→ What you are asked to do
Each record must be repeated exactly. None may be dropped.

[Extracted records]
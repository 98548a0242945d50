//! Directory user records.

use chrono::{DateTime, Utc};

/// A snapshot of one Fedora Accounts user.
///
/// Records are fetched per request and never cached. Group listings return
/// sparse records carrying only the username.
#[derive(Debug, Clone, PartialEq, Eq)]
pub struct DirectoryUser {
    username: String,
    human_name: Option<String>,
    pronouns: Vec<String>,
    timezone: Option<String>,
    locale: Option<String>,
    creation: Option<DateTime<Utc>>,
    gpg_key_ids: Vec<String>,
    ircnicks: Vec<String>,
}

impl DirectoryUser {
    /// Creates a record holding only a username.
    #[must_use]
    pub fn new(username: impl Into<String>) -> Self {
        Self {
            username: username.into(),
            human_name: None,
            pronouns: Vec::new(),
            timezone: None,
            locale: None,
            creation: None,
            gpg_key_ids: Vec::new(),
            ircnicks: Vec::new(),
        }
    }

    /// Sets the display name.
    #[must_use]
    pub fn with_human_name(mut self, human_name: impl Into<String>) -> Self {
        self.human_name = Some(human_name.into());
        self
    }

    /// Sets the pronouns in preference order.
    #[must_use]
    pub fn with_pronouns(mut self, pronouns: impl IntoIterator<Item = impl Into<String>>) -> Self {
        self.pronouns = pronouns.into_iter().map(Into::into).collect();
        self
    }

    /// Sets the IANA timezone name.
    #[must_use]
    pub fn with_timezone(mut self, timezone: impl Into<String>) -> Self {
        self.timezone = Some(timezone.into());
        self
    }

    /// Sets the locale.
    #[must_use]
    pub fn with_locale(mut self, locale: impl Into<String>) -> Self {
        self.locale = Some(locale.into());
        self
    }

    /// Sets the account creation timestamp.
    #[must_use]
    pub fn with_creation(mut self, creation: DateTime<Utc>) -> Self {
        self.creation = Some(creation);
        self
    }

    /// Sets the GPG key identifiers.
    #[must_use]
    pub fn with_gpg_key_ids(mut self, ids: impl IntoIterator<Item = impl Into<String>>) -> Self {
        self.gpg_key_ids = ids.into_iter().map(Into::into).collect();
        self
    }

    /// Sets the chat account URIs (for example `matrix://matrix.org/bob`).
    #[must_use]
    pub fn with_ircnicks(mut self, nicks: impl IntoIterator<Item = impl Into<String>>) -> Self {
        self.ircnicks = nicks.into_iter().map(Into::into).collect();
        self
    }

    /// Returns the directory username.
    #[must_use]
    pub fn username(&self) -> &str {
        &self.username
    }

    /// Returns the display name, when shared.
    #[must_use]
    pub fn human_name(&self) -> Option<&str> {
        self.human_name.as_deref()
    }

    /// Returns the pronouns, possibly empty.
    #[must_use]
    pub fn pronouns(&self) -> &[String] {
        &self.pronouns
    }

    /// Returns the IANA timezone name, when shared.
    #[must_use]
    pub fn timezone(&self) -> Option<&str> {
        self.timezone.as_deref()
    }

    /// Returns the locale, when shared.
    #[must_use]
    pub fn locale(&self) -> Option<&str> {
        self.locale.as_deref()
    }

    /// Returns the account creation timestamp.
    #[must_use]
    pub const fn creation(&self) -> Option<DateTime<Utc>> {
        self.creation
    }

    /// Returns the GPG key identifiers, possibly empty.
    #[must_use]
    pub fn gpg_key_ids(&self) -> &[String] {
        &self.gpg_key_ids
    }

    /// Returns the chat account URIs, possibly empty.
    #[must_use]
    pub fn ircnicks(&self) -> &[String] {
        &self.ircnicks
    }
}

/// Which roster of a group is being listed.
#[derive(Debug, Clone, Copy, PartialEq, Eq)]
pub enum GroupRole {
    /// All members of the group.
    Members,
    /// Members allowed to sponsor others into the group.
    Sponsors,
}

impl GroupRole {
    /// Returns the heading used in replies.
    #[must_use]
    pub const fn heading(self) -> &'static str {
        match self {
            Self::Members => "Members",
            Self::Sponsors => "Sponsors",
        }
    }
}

→ Solution to the exercise
repository 98548a0242945d50
//! Directory user records.

use chrono::{DateTime, Utc};

/// A snapshot of one Fedora Accounts user.
///
/// Records are fetched per request and never cached. Group listings return
/// sparse records carrying only the username.
#[derive(Debug, Clone, PartialEq, Eq)]
pub struct DirectoryUser {
    username: String,
    human_name: Option<String>,
    pronouns: Vec<String>,
    timezone: Option<String>,
    locale: Option<String>,
    creation: Option<DateTime<Utc>>,
    gpg_key_ids: Vec<String>,
    ircnicks: Vec<String>,
}

impl DirectoryUser {
    /// Creates a record holding only a username.
    #[must_use]
    pub fn new(username: impl Into<String>) -> Self {
        Self {
            username: username.into(),
            human_name: None,
            pronouns: Vec::new(),
            timezone: None,
            locale: None,
            creation: None,
            gpg_key_ids: Vec::new(),
            ircnicks: Vec::new(),
        }
    }

    /// Sets the display name.
    #[must_use]
    pub fn with_human_name(mut self, human_name: impl Into<String>) -> Self {
        self.human_name = Some(human_name.into());
        self
    }

    /// Sets the pronouns in preference order.
    #[must_use]
    pub fn with_pronouns(mut self, pronouns: impl IntoIterator<Item = impl Into<String>>) -> Self {
        self.pronouns = pronouns.into_iter().map(Into::into).collect();
        self
    }

    /// Sets the IANA timezone name.
    #[must_use]
    pub fn with_timezone(mut self, timezone: impl Into<String>) -> Self {
        self.timezone = Some(timezone.into());
        self
    }

    /// Sets the locale.
    #[must_use]
    pub fn with_locale(mut self, locale: impl Into<String>) -> Self {
        self.locale = Some(locale.into());
        self
    }

    /// Sets the account creation timestamp.
    #[must_use]
    pub fn with_creation(mut self, creation: DateTime<Utc>) -> Self {
        self.creation = Some(creation);
        self
    }

    /// Sets the GPG key identifiers.
    #[must_use]
    pub fn with_gpg_key_ids(mut self, ids: impl IntoIterator<Item = impl Into<String>>) -> Self {
        self.gpg_key_ids = ids.into_iter().map(Into::into).collect();
        self
    }

    /// Sets the chat account URIs (for example `matrix://matrix.org/bob`).
    #[must_use]
    pub fn with_ircnicks(mut self, nicks: impl IntoIterator<Item = impl Into<String>>) -> Self {
        self.ircnicks = nicks.into_iter().map(Into::into).collect();
        self
    }

    /// Returns the directory username.
    #[must_use]
    pub fn username(&self) -> &str {
        &self.username
    }

    /// Returns the display name, when shared.
    #[must_use]
    pub fn human_name(&self) -> Option<&str> {
        self.human_name.as_deref()
    }

    /// Returns the pronouns, possibly empty.
    #[must_use]
    pub fn pronouns(&self) -> &[String] {
        &self.pronouns
    }

    /// Returns the IANA timezone name, when shared.
    #[must_use]
    pub fn timezone(&self) -> Option<&str> {
        self.timezone.as_deref()
    }

    /// Returns the locale, when shared.
    #[must_use]
    pub fn locale(&self) -> Option<&str> {
        self.locale.as_deref()
    }

    /// Returns the account creation timestamp.
    #[must_use]
    pub const fn creation(&self) -> Option<DateTime<Utc>> {
        self.creation
    }

    /// Returns the GPG key identifiers, possibly empty.
    #[must_use]
    pub fn gpg_key_ids(&self) -> &[String] {
        &self.gpg_key_ids
    }

    /// Returns the chat account URIs, possibly empty.
    #[must_use]
    pub fn ircnicks(&self) -> &[String] {
        &self.ircnicks
    }
}

/// Which roster of a group is being listed.
#[derive(Debug, Clone, Copy, PartialEq, Eq)]
pub enum GroupRole {
    /// All members of the group.
    Members,
    /// Members allowed to sponsor others into the group.
    Sponsors,
}

impl GroupRole {
    /// Returns the heading used in replies.
    #[must_use]
    pub const fn heading(self) -> &'static str {
        match self {
            Self::Members => "Members",
            Self::Sponsors => "Sponsors",
        }
    }
}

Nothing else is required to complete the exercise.